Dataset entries
/// A single file or folder directly inside the scanned directory.
///
/// Entries are created by listing a directory and never mutated. Identity is
/// the `name`: the filesystem guarantees names are unique within one
/// directory, so two entries with the same name refer to the same item.
use compact_str::CompactString;
use std::path::{Path, PathBuf};

/// Whether an entry is a regular file or a plain directory.
#[derive(Clone, Copy, Debug, PartialEq, Eq, Hash)]
pub enum EntryKind {
    File,
    Folder,
}

impl EntryKind {
    /// Short label used in list views.
    pub fn label(self) -> &'static str {
        match self {
            Self::File => "File",
            Self::Folder => "Folder",
        }
    }
}

/// One file or folder in the scanned directory.
#[derive(Clone, Debug, PartialEq, Eq)]
pub struct Entry {
    /// File or folder name only (NOT the full path).
    pub name: CompactString,
    /// Full path of the entry.
    pub path: PathBuf,
    pub kind: EntryKind,
    /// Lowercased extension without the dot. Empty for folders and for
    /// extension-less files.
    pub extension: CompactString,
}

impl Entry {
    /// Create an entry for `name` inside `directory`.
    pub fn new(directory: &Path, name: &str, kind: EntryKind) -> Self {
        let extension = match kind {
            EntryKind::Folder => CompactString::default(),
            EntryKind::File => Path::new(name)
                .extension()
                .map(|ext| CompactString::new(ext.to_string_lossy().to_lowercase()))
                .unwrap_or_default(),
        };
        Self {
            name: CompactString::new(name),
            path: directory.join(name),
            kind,
            extension,
        }
    }

    #[inline]
    pub fn is_folder(&self) -> bool {
        self.kind == EntryKind::Folder
    }

    /// The name with the extension removed (files only).
    ///
    /// Folders and extension-less files return the full name.
    pub fn stem(&self) -> &str {
        if self.is_folder() || self.extension.is_empty() {
            return &self.name;
        }
        Path::new(self.name.as_str())
            .file_stem()
            .and_then(|s| s.to_str())
            .unwrap_or(&self.name)
    }
}
/// End-to-end consolidation tests: list a real directory, group it, apply
/// exclusions, consolidate and list again.
use namesake_core::cluster::ClusterEngine;
use namesake_core::consolidate::worker::start_consolidation;
use namesake_core::consolidate::{
    consolidate, ConsolidateError, ConsolidateOptions, ConsolidationPlan, RelocateMode,
};
use namesake_core::exclusion::ExclusionRegistry;
use namesake_core::listing::list_directory;
use namesake_core::model::{Entry, EntryKind};
use std::fs;
use std::path::Path;
use std::time::Duration;
use tempfile::TempDir;

// ── Helpers ──────────────────────────────────────────────────────────────────

fn options() -> ConsolidateOptions {
    ConsolidateOptions {
        shortcut_dir: None,
        ..ConsolidateOptions::default()
    }
}

fn names_in(dir: &Path) -> Vec<String> {
    list_directory(dir)
        .unwrap()
        .into_iter()
        .map(|e| e.name.to_string())
        .collect()
}

/// ```text
/// root/
///   cat.txt
///   wow/        (contains inner.txt)
///   wow01/
///   wow02       (file)
/// ```
fn build_wow_dir(root: &Path) {
    fs::create_dir(root.join("wow")).unwrap();
    fs::write(root.join("wow").join("inner.txt"), b"inner").unwrap();
    fs::create_dir(root.join("wow01")).unwrap();
    fs::write(root.join("wow02"), b"x").unwrap();
    fs::write(root.join("cat.txt"), b"meow").unwrap();
}

// ── Tests ─────────────────────────────────────────────────────────────────────

/// Excluded members stay behind; everything else lands in `<seed>_merged`.
#[test]
fn merge_group_with_exclusion() {
    let tmp = TempDir::new().expect("failed to create temp dir");
    build_wow_dir(tmp.path());

    let groups = ClusterEngine::default().cluster(&list_directory(tmp.path()).unwrap());
    assert_eq!(groups.len(), 1);
    let group = &groups[0];
    assert_eq!(group.seed().name, "wow");

    let mut exclusions = ExclusionRegistry::new();
    exclusions.exclude(tmp.path().join("wow01"));

    let plan = ConsolidationPlan::from_group(group, &exclusions, None);
    let outcome = consolidate(&plan, tmp.path(), &options()).unwrap();

    assert!(outcome.is_complete());
    assert_eq!(outcome.moved_count, 2);
    assert_eq!(names_in(tmp.path()), ["cat.txt", "wow01", "wow_merged"]);
    assert_eq!(names_in(&outcome.target), ["wow", "wow02"]);
    assert_eq!(
        fs::read(outcome.target.join("wow").join("inner.txt")).unwrap(),
        b"inner"
    );
}

/// Excluding all but one member makes the group ineligible.
#[test]
fn excluding_all_but_one_is_insufficient() {
    let tmp = TempDir::new().expect("failed to create temp dir");
    build_wow_dir(tmp.path());

    let groups = ClusterEngine::default().cluster(&list_directory(tmp.path()).unwrap());
    let mut exclusions = ExclusionRegistry::new();
    exclusions.exclude(tmp.path().join("wow01"));
    exclusions.exclude(tmp.path().join("wow02"));

    let plan = ConsolidationPlan::from_group(&groups[0], &exclusions, None);
    let err = consolidate(&plan, tmp.path(), &options()).unwrap_err();
    assert!(matches!(err, ConsolidateError::InsufficientMembers { found: 1 }));
    assert_eq!(names_in(tmp.path()), ["cat.txt", "wow", "wow01", "wow02"]);
}

/// A pre-existing `Report_merged` pushes the target to `Report_merged_1`.
#[test]
fn existing_merged_folder_is_not_reused() {
    let tmp = TempDir::new().expect("failed to create temp dir");
    let dir = tmp.path();
    fs::create_dir(dir.join("Report_merged")).unwrap();
    let sources: Vec<Entry> = ["Report", "Report_old", "Report2"]
        .into_iter()
        .map(|name| {
            fs::create_dir(dir.join(name)).unwrap();
            Entry::new(dir, name, EntryKind::Folder)
        })
        .collect();

    let plan = ConsolidationPlan::new("Report", sources);
    let outcome = consolidate(&plan, dir, &options()).unwrap();

    assert_eq!(outcome.target, dir.join("Report_merged_1"));
    assert_eq!(outcome.moved_count, 3);
    assert_eq!(names_in(&outcome.target), ["Report", "Report2", "Report_old"]);
    assert!(names_in(&dir.join("Report_merged")).is_empty());
}

/// Copy mode through the background worker leaves the sources in place.
#[test]
fn worker_copies_in_background() {
    let tmp = TempDir::new().expect("failed to create temp dir");
    build_wow_dir(tmp.path());

    let groups = ClusterEngine::default().cluster(&list_directory(tmp.path()).unwrap());
    let plan = ConsolidationPlan::from_group(&groups[0], &ExclusionRegistry::new(), Some("wow"))
        .with_mode(RelocateMode::Copy);
    let handle = start_consolidation(plan, tmp.path().to_path_buf(), options());
    assert_eq!(handle.item_count, 3);

    let outcome = handle
        .result_rx
        .recv_timeout(Duration::from_secs(30))
        .expect("merge worker did not answer")
        .unwrap();
    assert!(outcome.is_complete());
    assert_eq!(
        names_in(tmp.path()),
        ["cat.txt", "wow", "wow01", "wow02", "wow_merged"]
    );
    assert_eq!(names_in(&outcome.target), ["wow", "wow01", "wow02"]);
}

/// After a merge, the merged folder does not form a new group with leftovers.
#[test]
fn rescan_after_merge_is_stable() {
    let tmp = TempDir::new().expect("failed to create temp dir");
    build_wow_dir(tmp.path());
    let engine = ClusterEngine::default();

    let groups = engine.cluster(&list_directory(tmp.path()).unwrap());
    let plan = ConsolidationPlan::from_group(&groups[0], &ExclusionRegistry::new(), None);
    consolidate(&plan, tmp.path(), &options()).unwrap();

    let after = engine.cluster(&list_directory(tmp.path()).unwrap());
    assert!(after.is_empty(), "unexpected groups: {after:?}");
}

- [Task brief]:
What is needed is an exact copy of the entries from their first line down to the line with "the same item.", that line included, and nothing beyond it.

- [Solution below]:
/// A single file or folder directly inside the scanned directory.
///
/// Entries are created by listing a directory and never mutated. Identity is
/// the `name`: the filesystem guarantees names are unique within one
/// directory, so two entries with the same name refer to the same item.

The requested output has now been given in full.